In this sequel, Cate has been tarted up to such a degree that she no longer resembles the highly intelligent, confident, empowered, and, yes, sexy woman that she was in NOLF; she has fallen victim to Lara Croft Syndrome. Her chest is bigger, her clothes are tighter, her skirts are shorter, her behavior is more kittenish than well-groomed international spy, and she seems ultimately designed to appease the hormones of greasy-faced adolescent males who may or may not play the game.

I knew something was up very early in NOLF2. The big hint was this: I wasn’t enjoying myself.

In NOLF, the mechanics resembled a mildly distracting shooter, but in NOLF2, the player was now cursed with crude stats that would be upgraded with experience. It wasn’t NOLF Part Deux but NOLF Deux Ex.

This meant every one of your abilities were hobbled at the start of the game. Unlike the auto-balancing nature of your bog-standard RPG, this meant the opening stages were frustrating but those at the end were comparatively easy.

Enemy guards would sooner run to an alarm than gun you down and then you’d face hordes of respawning enemies, exhausting your ammo. Shooting a guard was a dangerous option due to the attention it would attract and so stealth seemed to be key… but the game’s obsession with stats created a stealth experience which was all about swearing at the monitor and hitting the quickload key. Maybe I was playing on too high a difficulty?

That aside, it wasn’t NOLF. Although parts reflected its predecessor, the humour seemed forced and lead character Cate Archer had lost not just her earthy, Scottish lilt, but her entire personality.

If a player came to NOLF2 without knowing the original, he/she would conclude that it wasn’t a bad game at all. It has its own moments of brilliance such as the memorable level “Ice Station Evil”, set in Antartica, where almost nothing happens to heighten a sense of dread.

But when NOLF2 was done I was relieved. I found that one negative review online and clung onto it for dear life.

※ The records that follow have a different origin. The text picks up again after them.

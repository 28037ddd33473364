use std::time::Duration;

use crate::errors::HarnessError;

/// Default public endpoint.
pub const DEFAULT_BASE_URL: &str = "https://api.anthropic.com";

/// Configuration for the Anthropic Messages API client.
#[derive(Clone, Debug)]
pub struct AnthropicClientConfig {
    /// API key sent as `x-api-key`.
    pub api_key: String,
    /// Base URL for the Messages endpoint.
    ///
    /// Useful for proxies or local test servers.
    pub base_url: String,
    /// Default HTTP timeout for requests.
    pub timeout: Duration,
}

impl AnthropicClientConfig {
    /// Creates a config with sensible defaults and a provided API key.
    pub fn new(api_key: impl Into<String>) -> Self {
        Self {
            api_key: api_key.into(),
            base_url: DEFAULT_BASE_URL.to_string(),
            timeout: Duration::from_secs(120),
        }
    }

    /// Builds a config from `ANTHROPIC_API_KEY` and the optional
    /// `ANTHROPIC_BASE_URL`.
    pub fn from_env() -> Result<Self, HarnessError> {
        let api_key = std::env::var("ANTHROPIC_API_KEY").unwrap_or_default();
        if api_key.trim().is_empty() {
            return Err(HarnessError::Config(
                "missing ANTHROPIC_API_KEY for Anthropic provider".into(),
            ));
        }
        let config = Self::new(api_key);
        match std::env::var("ANTHROPIC_BASE_URL") {
            Ok(base_url) if !base_url.trim().is_empty() => Ok(config.base_url(base_url.trim())),
            _ => Ok(config),
        }
    }

    /// Overrides the API base URL (for proxies or test servers).
    pub fn base_url(mut self, base_url: impl Into<String>) -> Self {
        self.base_url = base_url.into();
        self
    }

    /// Overrides the default HTTP timeout.
    pub fn timeout(mut self, timeout: Duration) -> Self {
        self.timeout = timeout;
        self
    }

    pub(crate) fn messages_url(&self) -> String {
        format!("{}/v1/messages", self.base_url.trim_end_matches('/'))
    }
}
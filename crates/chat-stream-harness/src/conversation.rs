use crate::aggregate::ChatResponse;
use crate::client::ChatClient;
use crate::content::{ContentBlock, Role, Transcript, Turn};
use crate::errors::HarnessError;
use crate::request::{ChatRequest, RequestDefaults};

/// A multi-turn exchange with one model.
///
/// The transcript only grows: a turn is committed together with its reply
/// once the reply has streamed to completion. A failed turn leaves the
/// transcript untouched so it can be sent again.
pub struct Conversation {
    client: ChatClient,
    defaults: RequestDefaults,
    transcript: Transcript,
}

impl Conversation {
    /// Starts an empty conversation.
    pub fn new(client: ChatClient, defaults: RequestDefaults) -> Self {
        Self {
            client,
            defaults,
            transcript: Transcript::new(),
        }
    }

    pub fn transcript(&self) -> &Transcript {
        &self.transcript
    }

    pub fn client(&self) -> &ChatClient {
        &self.client
    }

    /// Builds the request body that `send_turn` would send for `turn`.
    pub fn request_for(&self, turn: &Turn) -> ChatRequest {
        let mut messages = self.transcript.turns().to_vec();
        messages.push(turn.clone());
        self.defaults.request(messages)
    }

    /// Sends a user turn and streams the reply through `on_fragment`.
    pub async fn send_turn<F>(
        &mut self,
        turn: Turn,
        on_fragment: F,
    ) -> Result<ChatResponse, HarnessError>
    where
        F: FnMut(&str),
    {
        validate_user_turn(&turn)?;
        let request = self.request_for(&turn);
        self.send_request(turn, request, on_fragment).await
    }

    /// Sends a user turn using a request body the caller already built
    /// (for example after printing it).
    ///
    /// `request` must be the body returned by `request_for(&turn)`.
    pub async fn send_request<F>(
        &mut self,
        turn: Turn,
        request: ChatRequest,
        on_fragment: F,
    ) -> Result<ChatResponse, HarnessError>
    where
        F: FnMut(&str),
    {
        validate_user_turn(&turn)?;
        if request.messages.last() != Some(&turn) {
            return Err(HarnessError::Validation(
                "request does not end with the turn being sent".into(),
            ));
        }
        let response = self.client.stream_turn(request, on_fragment).await?;
        self.transcript.push(turn);
        self.transcript.push(response.clone().into_turn());
        Ok(response)
    }
}

fn validate_user_turn(turn: &Turn) -> Result<(), HarnessError> {
    if turn.role() != Role::User {
        return Err(HarnessError::Validation(
            "only user turns can be sent".into(),
        ));
    }
    if turn.content().is_empty() {
        return Err(HarnessError::Validation(
            "a turn needs at least one content block".into(),
        ));
    }
    for block in turn.content() {
        if let ContentBlock::Text { text } = block
            && text.trim().is_empty()
        {
            return Err(HarnessError::Validation(
                "text input must not be empty".into(),
            ));
        }
    }
    Ok(())
}
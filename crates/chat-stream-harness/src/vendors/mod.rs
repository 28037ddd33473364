//! Vendor-specific frame sources.
pub mod anthropic;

The idea for Electron Dance began to percolate although it was many years later, inspired by Second Person Shooter, before it would become a thing.

Ouroboros

Last year, as part of the now-defunct “Alliance of Awesome” consisting of Electron Dance, Bits’n’Bytes Gaming and Tap-Repeatedly, we recorded a podcast. That’s what the official record says but it’s not entirely true. We actually recorded three podcasts, the first two not making it onto the digital airwaves due to technical issues.

Four of us took part. Leading the charge was Matt “Steerpike” Sakey, head of Tap-Repeatedly who I’d fallen in love with due to an incredible essay on S.T.A.L.K.E.R.. Also, Gregg B, a writer from Tap-Repeatedly who I’d stalked back to his web home after exchanging comments on Tom Jubert’s blog (where I announced I wasn’t “convinced most art games are actually games at all”). Last but not least, Armand K., a writer from Bits’n’Bytes Gaming.

Amongst the lost podcast conversations, I took a moment to speak of my disappointment with NOLF2. Steerpike was agreeing all the way and goaded me into articulating exactly where the sequel got it wrong, how it had managed to burn NOLF’s hard-fought street cred. Finally, all those years of pent-up rage lava finally found their volcanic vent.

I went on to explain there was just one review on the internet that had agreed with me and then… I had this really weird feeling. Neurons started firing. New connections were being established. Left brain talked to right brain.

In the middle of the podcast, I did a Google search to dig up the review.

It didn’t take long to unearth. It was posted on a site called Four Fat Chicks. Four Fat Chicks is the former incarnation of Tap-Repeatedly. The review was written by someone called “Steerpike”.

And that was some freaky shit.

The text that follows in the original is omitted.